• **Problem details**: Copy every line below that has the word "math" in it.

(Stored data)
--- START ---
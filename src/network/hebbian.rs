use std::fmt;

use tracing::debug;

use crate::error::ConfigError;
use crate::math::compressed::CompressedMatrix;
use crate::math::scalar::Scalar;
use crate::math::triplet::TripletMatrix;
use crate::network::params::NetworkParams;

/// `(neuron, activation)` pair supplied for one batch slot.
pub type Association<T> = (usize, T);

/// Where a network is inside one training step.
///
/// A step always runs `apply_associations → compute_pairings →
/// update_synapses`; `cull` may only run between steps.
#[derive(Debug, Clone, Copy, PartialEq, Eq)]
pub enum Phase {
    Idle,
    Associated,
    Paired,
}

/// Sparse associative memory trained by a local Hebbian rule.
///
/// Synapse `(r, c)` carries signal from presynaptic neuron `c` into
/// postsynaptic neuron `r`, so `apply_input` is a plain `synapses * input`.
/// `pairings` always shares the synapse sparsity pattern.
#[derive(Debug, Clone)]
pub struct HebbianNetwork<T> {
    name: String,
    num_neurons: usize,
    batch_size: usize,
    learn_rate: T,
    cull_threshold: T,
    synapses: CompressedMatrix<T>,
    pairings: CompressedMatrix<T>,
    activations_pre: Vec<Vec<T>>,
    activations_post: Vec<Vec<T>>,
    phase: Phase,
}

impl<T: Scalar> HebbianNetwork<T> {
    /// Builds the synapse matrix from `params.synapses` (duplicates summed)
    /// and a zero pairings matrix with the same pattern.
    ///
    /// # Panics
    /// Panics if a synapse names a neuron `>= num_neurons`.
    pub fn new(params: NetworkParams<T>) -> Result<HebbianNetwork<T>, ConfigError> {
        params.validate()?;

        let n = params.num_neurons;
        let synapses = TripletMatrix::from_entries(n, n, params.name.clone(), params.synapses).to_compressed();
        let pairings = synapses.zeroed_like(format!("{} pairings", params.name));

        debug!(name = %params.name, neurons = n, synapses = synapses.nnz(), "built hebbian network");

        Ok(HebbianNetwork {
            name: params.name,
            num_neurons: n,
            batch_size: params.batch_size,
            learn_rate: params.learn_rate,
            cull_threshold: params.cull_threshold,
            synapses,
            pairings,
            activations_pre: vec![vec![T::zero(); n]; params.batch_size],
            activations_post: vec![vec![T::zero(); n]; params.batch_size],
            phase: Phase::Idle,
        })
    }

    pub fn name(&self) -> &str {
        &self.name
    }

    pub fn num_neurons(&self) -> usize {
        self.num_neurons
    }

    pub fn batch_size(&self) -> usize {
        self.batch_size
    }

    pub fn learn_rate(&self) -> T {
        self.learn_rate
    }

    pub fn cull_threshold(&self) -> T {
        self.cull_threshold
    }

    pub fn phase(&self) -> Phase {
        self.phase
    }

    pub fn synapses(&self) -> &CompressedMatrix<T> {
        &self.synapses
    }

    pub fn pairings(&self) -> &CompressedMatrix<T> {
        &self.pairings
    }

    pub fn num_synapses(&self) -> usize {
        self.synapses.nnz()
    }

    /// Presynaptic activations recorded for batch slot `b`.
    pub fn activations_pre(&self, b: usize) -> &[T] {
        &self.activations_pre[b]
    }

    /// Postsynaptic activations recorded for batch slot `b`.
    pub fn activations_post(&self, b: usize) -> &[T] {
        &self.activations_post[b]
    }

    /// Records one batch of associations.
    ///
    /// Every slot is cleared, then slot `b` receives `pre[b]` as presynaptic
    /// and `post[b]` as postsynaptic activations. Slots past `pre.len()` stay
    /// zero, so a short final batch contributes nothing for the missing
    /// samples.
    ///
    /// # Panics
    /// Panics if `pre` and `post` differ in length, hold more than
    /// `batch_size` slots, or name a neuron `>= num_neurons`.
    pub fn apply_associations(&mut self, pre: &[Vec<Association<T>>], post: &[Vec<Association<T>>]) {
        assert_eq!(pre.len(), post.len(), "presynaptic and postsynaptic batches differ in length");
        assert!(
            pre.len() <= self.batch_size,
            "batch of {} associations exceeds batch size {}",
            pre.len(),
            self.batch_size
        );

        for b in 0..self.batch_size {
            self.activations_pre[b].fill(T::zero());
            self.activations_post[b].fill(T::zero());
        }

        for (b, (pre_slot, post_slot)) in pre.iter().zip(post).enumerate() {
            for &(neuron, value) in pre_slot {
                self.check_neuron(neuron);
                self.activations_pre[b][neuron] = value;
            }
            for &(neuron, value) in post_slot {
                self.check_neuron(neuron);
                self.activations_post[b][neuron] = value;
            }
        }

        self.phase = Phase::Associated;
    }

    /// Averages `post[r] * pre[c]` over the batch for every synapse `(r, c)`.
    ///
    /// # Panics
    /// Panics unless associations were applied since the last update.
    pub fn compute_pairings(&mut self) {
        self.expect_phase(Phase::Associated, "compute_pairings");

        if !self.pairings.same_pattern(&self.synapses) {
            self.pairings = self.synapses.zeroed_like(format!("{} pairings", self.name));
        }

        let batch = T::from_count(self.batch_size);
        let cols = self.synapses.col_indices();
        let pairings = self.pairings.values_mut();

        for r in 0..self.synapses.rows() {
            for i in self.synapses.row_range(r) {
                let c = cols[i];
                let total: T = self
                    .activations_post
                    .iter()
                    .zip(&self.activations_pre)
                    .map(|(post, pre)| post[r] * pre[c])
                    .sum();
                pairings[i] = total / batch;
            }
        }

        self.phase = Phase::Paired;
    }

    /// Adds `learn_rate * pairing` to every synapse, then rescales each
    /// neuron's incoming weights to unit L2 norm.
    ///
    /// All weights are updated before any row is normalized. A neuron whose
    /// incoming weights sum to zero norm is left untouched.
    ///
    /// # Panics
    /// Panics unless `compute_pairings` ran since the last association.
    pub fn update_synapses(&mut self) {
        self.expect_phase(Phase::Paired, "update_synapses");

        let rows = self.synapses.rows();
        let mut norms = vec![T::zero(); rows];

        for r in 0..rows {
            let range = self.synapses.row_range(r);
            let pairings = &self.pairings.values()[range.clone()];
            let weights = &mut self.synapses.values_mut()[range];
            for (w, &p) in weights.iter_mut().zip(pairings) {
                *w = *w + self.learn_rate * p;
                norms[r] += *w * *w;
            }
        }

        for (r, norm) in norms.into_iter().enumerate() {
            let norm = norm.sqrt();
            if norm == T::zero() {
                continue;
            }
            let range = self.synapses.row_range(r);
            for w in &mut self.synapses.values_mut()[range] {
                *w = *w / norm;
            }
        }

        self.phase = Phase::Idle;
    }

    /// Runs one full training step for a batch of associations.
    pub fn train_step(&mut self, pre: &[Vec<Association<T>>], post: &[Vec<Association<T>>]) {
        self.apply_associations(pre, post);
        self.compute_pairings();
        self.update_synapses();
    }

    /// Drops every synapse with `|w| < cull_threshold` and rebuilds pairings
    /// for the smaller pattern. Returns the number of synapses removed.
    ///
    /// # Panics
    /// Panics if called in the middle of a training step.
    pub fn cull(&mut self) -> usize {
        self.expect_phase(Phase::Idle, "cull");

        let before = self.synapses.nnz();
        let threshold = self.cull_threshold;
        let kept = self.synapses.entries().filter(|e| e.value.abs() >= threshold);
        self.synapses =
            TripletMatrix::from_entries(self.num_neurons, self.num_neurons, self.name.clone(), kept).to_compressed();
        self.pairings = self.synapses.zeroed_like(format!("{} pairings", self.name));

        let removed = before - self.synapses.nnz();
        debug!(name = %self.name, removed, remaining = self.synapses.nnz(), "culled synapses");
        removed
    }

    /// Response of the network to `input`: `synapses * input`.
    ///
    /// # Panics
    /// Panics if `input.len() != num_neurons`.
    pub fn apply_input(&self, input: &[T]) -> Vec<T> {
        self.synapses.multiply(input)
    }

    /// Renders the synapse matrix; with `all == false` output is truncated.
    pub fn dump(&self, all: bool) -> String {
        self.synapses.dump(all)
    }

    fn check_neuron(&self, neuron: usize) {
        assert!(
            neuron < self.num_neurons,
            "neuron {} is out of range for network '{}' with {} neurons",
            neuron,
            self.name,
            self.num_neurons
        );
    }

    fn expect_phase(&self, expected: Phase, op: &str) {
        assert!(
            self.phase == expected,
            "{} called on network '{}' in phase {:?}, expected {:?}",
            op,
            self.name,
            self.phase,
            expected
        );
    }
}

impl<T: Scalar> fmt::Display for HebbianNetwork<T> {
    fn fmt(&self, f: &mut fmt::Formatter<'_>) -> fmt::Result {
        fmt::Display::fmt(&self.synapses, f)
    }
}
--- END ---
• **Task answer**:
use crate::math::compressed::CompressedMatrix;
use crate::math::scalar::Scalar;
use crate::math::triplet::TripletMatrix;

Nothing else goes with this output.